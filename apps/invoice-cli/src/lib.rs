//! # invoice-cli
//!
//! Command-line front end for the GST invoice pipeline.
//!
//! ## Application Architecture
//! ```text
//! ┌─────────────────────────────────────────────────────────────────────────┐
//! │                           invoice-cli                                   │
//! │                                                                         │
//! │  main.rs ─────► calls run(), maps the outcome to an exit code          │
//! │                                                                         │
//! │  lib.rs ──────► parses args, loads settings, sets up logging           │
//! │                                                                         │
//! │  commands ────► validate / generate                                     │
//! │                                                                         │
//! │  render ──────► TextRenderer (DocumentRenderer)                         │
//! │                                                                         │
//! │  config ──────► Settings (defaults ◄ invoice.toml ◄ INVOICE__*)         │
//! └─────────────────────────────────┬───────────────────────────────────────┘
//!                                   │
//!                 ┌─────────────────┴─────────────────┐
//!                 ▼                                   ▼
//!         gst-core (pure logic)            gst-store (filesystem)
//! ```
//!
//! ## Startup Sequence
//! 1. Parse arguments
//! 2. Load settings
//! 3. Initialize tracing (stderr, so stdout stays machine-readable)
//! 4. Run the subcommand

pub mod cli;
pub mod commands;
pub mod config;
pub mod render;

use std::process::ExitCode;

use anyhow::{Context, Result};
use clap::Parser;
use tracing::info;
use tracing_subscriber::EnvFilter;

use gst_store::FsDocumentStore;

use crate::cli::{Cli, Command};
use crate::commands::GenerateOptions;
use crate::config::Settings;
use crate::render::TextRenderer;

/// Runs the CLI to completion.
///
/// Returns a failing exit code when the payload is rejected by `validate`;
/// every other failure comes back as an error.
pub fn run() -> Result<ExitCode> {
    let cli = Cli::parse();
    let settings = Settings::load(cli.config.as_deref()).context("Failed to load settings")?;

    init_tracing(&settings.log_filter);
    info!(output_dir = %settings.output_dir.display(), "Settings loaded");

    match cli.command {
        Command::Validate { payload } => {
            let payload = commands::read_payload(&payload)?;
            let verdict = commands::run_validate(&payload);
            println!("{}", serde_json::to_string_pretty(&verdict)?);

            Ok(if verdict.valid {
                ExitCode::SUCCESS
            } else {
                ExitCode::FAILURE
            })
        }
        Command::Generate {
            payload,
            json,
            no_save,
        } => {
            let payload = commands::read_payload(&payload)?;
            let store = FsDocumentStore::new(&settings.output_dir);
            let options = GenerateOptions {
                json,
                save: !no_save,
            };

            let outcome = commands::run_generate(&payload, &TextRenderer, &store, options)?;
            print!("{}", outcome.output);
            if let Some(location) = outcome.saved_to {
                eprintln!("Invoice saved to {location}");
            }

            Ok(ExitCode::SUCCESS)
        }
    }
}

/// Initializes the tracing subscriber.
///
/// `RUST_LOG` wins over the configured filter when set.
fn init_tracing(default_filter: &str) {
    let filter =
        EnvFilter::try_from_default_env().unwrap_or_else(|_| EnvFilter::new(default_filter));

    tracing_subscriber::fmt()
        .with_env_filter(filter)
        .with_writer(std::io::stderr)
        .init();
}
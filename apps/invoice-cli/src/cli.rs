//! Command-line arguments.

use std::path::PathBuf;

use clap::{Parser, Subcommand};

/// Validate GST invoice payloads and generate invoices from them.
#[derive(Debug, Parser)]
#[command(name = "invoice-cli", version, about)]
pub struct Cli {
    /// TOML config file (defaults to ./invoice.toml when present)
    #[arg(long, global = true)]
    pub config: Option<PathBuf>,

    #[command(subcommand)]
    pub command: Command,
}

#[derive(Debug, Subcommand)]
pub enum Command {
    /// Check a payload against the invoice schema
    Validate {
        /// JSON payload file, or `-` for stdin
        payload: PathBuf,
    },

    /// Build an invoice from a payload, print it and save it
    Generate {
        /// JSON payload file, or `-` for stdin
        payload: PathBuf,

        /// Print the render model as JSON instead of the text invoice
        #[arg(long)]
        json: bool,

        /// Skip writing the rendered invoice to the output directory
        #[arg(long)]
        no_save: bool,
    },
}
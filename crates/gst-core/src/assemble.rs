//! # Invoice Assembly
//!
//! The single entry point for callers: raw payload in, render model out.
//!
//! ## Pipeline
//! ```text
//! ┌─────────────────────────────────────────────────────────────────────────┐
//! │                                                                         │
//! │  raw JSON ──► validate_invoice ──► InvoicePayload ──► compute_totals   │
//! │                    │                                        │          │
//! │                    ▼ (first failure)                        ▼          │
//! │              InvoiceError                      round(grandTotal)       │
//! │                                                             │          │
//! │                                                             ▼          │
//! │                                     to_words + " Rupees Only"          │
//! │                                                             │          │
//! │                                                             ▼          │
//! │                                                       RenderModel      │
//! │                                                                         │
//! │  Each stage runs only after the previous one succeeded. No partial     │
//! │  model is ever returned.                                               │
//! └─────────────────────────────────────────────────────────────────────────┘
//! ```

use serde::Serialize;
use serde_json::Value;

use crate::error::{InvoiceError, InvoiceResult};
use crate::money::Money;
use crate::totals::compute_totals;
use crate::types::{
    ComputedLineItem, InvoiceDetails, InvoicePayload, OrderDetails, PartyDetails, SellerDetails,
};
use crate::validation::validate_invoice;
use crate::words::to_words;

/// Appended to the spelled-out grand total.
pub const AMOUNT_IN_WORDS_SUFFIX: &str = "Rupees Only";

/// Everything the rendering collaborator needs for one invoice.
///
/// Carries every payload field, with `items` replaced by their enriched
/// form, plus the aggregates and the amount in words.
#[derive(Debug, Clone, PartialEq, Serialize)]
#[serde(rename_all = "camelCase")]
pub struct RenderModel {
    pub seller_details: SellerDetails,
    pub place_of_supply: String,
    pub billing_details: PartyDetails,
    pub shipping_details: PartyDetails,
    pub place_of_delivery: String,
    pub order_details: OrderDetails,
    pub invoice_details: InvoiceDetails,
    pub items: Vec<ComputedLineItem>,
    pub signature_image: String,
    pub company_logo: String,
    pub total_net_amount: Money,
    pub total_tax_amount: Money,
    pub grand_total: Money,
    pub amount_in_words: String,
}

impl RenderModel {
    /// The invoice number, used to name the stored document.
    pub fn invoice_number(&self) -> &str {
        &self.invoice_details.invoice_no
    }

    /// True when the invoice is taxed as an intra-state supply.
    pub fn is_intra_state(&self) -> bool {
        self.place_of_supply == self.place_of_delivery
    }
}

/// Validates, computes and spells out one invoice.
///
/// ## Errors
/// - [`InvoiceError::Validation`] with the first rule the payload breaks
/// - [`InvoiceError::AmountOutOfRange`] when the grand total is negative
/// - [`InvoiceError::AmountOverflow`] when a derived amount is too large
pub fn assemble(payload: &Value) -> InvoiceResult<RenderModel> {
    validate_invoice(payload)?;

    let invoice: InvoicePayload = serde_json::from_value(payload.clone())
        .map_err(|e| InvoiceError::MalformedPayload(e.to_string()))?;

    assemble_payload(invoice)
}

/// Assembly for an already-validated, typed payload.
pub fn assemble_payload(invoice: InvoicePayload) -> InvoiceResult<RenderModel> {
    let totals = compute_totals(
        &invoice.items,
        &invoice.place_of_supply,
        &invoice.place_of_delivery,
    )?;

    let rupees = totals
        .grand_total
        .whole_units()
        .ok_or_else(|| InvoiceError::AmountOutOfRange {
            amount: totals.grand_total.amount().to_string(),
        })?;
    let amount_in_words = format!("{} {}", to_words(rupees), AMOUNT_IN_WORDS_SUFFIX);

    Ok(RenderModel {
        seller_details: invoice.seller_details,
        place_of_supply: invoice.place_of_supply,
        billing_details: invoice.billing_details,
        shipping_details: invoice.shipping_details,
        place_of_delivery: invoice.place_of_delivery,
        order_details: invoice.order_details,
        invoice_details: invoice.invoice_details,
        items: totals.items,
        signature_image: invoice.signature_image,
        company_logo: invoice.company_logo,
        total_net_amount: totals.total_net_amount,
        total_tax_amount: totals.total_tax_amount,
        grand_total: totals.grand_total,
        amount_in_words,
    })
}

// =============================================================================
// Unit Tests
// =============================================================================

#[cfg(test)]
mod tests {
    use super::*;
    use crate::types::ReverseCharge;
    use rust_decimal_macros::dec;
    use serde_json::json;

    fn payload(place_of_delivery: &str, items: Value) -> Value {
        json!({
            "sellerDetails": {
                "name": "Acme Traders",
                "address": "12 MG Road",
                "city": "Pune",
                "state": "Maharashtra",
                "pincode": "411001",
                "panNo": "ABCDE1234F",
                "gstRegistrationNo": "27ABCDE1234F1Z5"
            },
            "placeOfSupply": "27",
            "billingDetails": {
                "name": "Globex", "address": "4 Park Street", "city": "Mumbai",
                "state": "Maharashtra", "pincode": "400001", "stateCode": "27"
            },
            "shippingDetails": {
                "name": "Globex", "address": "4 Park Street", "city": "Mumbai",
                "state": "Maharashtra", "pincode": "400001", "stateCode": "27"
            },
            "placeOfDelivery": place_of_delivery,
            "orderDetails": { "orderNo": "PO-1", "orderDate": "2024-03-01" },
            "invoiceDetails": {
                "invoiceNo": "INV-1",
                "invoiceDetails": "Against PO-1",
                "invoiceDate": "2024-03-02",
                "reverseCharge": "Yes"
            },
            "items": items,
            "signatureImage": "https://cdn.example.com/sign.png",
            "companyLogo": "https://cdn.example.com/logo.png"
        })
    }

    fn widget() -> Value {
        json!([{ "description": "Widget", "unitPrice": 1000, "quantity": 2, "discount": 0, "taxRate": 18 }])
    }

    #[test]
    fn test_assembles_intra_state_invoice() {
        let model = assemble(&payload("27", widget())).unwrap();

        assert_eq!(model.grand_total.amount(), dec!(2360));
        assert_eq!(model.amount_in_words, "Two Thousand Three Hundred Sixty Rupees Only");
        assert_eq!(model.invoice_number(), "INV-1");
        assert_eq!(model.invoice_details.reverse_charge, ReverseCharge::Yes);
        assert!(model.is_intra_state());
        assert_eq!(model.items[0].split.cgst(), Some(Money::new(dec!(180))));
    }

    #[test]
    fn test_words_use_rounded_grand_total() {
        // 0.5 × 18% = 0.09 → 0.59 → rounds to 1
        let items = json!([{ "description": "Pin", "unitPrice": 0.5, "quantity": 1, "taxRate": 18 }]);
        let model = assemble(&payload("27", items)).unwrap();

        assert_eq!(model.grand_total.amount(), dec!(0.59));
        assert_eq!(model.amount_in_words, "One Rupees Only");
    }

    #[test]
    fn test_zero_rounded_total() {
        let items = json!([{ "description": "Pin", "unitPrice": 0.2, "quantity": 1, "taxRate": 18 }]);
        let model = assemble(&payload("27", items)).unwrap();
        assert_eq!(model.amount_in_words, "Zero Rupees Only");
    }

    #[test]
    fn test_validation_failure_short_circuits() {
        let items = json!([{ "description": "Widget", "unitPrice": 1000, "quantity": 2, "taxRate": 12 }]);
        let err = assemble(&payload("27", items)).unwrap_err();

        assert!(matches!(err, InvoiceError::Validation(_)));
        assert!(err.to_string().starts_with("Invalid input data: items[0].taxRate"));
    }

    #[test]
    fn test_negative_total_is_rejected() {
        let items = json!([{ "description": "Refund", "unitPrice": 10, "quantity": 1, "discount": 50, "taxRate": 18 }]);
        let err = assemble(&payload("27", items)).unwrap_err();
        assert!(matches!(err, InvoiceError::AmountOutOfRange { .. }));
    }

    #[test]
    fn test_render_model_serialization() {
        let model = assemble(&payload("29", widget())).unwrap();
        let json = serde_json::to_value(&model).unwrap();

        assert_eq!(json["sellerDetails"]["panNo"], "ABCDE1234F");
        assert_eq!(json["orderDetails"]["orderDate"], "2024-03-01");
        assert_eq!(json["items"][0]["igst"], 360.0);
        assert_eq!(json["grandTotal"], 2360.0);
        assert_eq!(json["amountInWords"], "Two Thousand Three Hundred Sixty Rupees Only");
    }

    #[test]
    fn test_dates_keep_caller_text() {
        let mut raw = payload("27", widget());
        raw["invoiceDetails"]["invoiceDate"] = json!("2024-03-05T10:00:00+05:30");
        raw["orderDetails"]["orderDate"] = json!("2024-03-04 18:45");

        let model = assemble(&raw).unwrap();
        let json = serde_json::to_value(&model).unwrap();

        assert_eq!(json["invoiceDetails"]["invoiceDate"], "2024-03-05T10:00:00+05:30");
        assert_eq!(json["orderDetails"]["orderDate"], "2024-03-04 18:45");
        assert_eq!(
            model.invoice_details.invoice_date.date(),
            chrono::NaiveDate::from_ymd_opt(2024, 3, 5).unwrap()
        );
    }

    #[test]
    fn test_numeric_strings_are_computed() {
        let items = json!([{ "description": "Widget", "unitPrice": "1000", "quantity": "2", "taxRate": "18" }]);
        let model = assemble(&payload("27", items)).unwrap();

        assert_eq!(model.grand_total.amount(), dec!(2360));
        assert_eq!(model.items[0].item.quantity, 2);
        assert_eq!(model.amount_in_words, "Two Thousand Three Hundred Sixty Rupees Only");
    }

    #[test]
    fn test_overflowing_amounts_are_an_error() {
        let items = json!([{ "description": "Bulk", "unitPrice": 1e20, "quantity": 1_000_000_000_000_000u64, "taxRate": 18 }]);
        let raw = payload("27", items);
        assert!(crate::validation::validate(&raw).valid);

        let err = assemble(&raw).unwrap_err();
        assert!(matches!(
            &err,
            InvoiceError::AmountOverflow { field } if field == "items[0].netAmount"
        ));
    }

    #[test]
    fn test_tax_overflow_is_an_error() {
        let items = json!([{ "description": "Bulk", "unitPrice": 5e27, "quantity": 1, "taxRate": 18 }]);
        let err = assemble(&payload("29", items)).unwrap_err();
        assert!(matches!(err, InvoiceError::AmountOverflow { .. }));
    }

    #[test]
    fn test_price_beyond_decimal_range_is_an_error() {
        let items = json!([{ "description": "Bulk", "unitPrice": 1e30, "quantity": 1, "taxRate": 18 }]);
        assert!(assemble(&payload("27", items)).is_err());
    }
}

^^^^^^^^^^^^^^^^

### TASK INSTRUCTIONS:
Which lines of the data above contain "info"? Copy each one.

### OUTPUT:
use tracing::info;
    info!(output_dir = %settings.output_dir.display(), "Settings loaded");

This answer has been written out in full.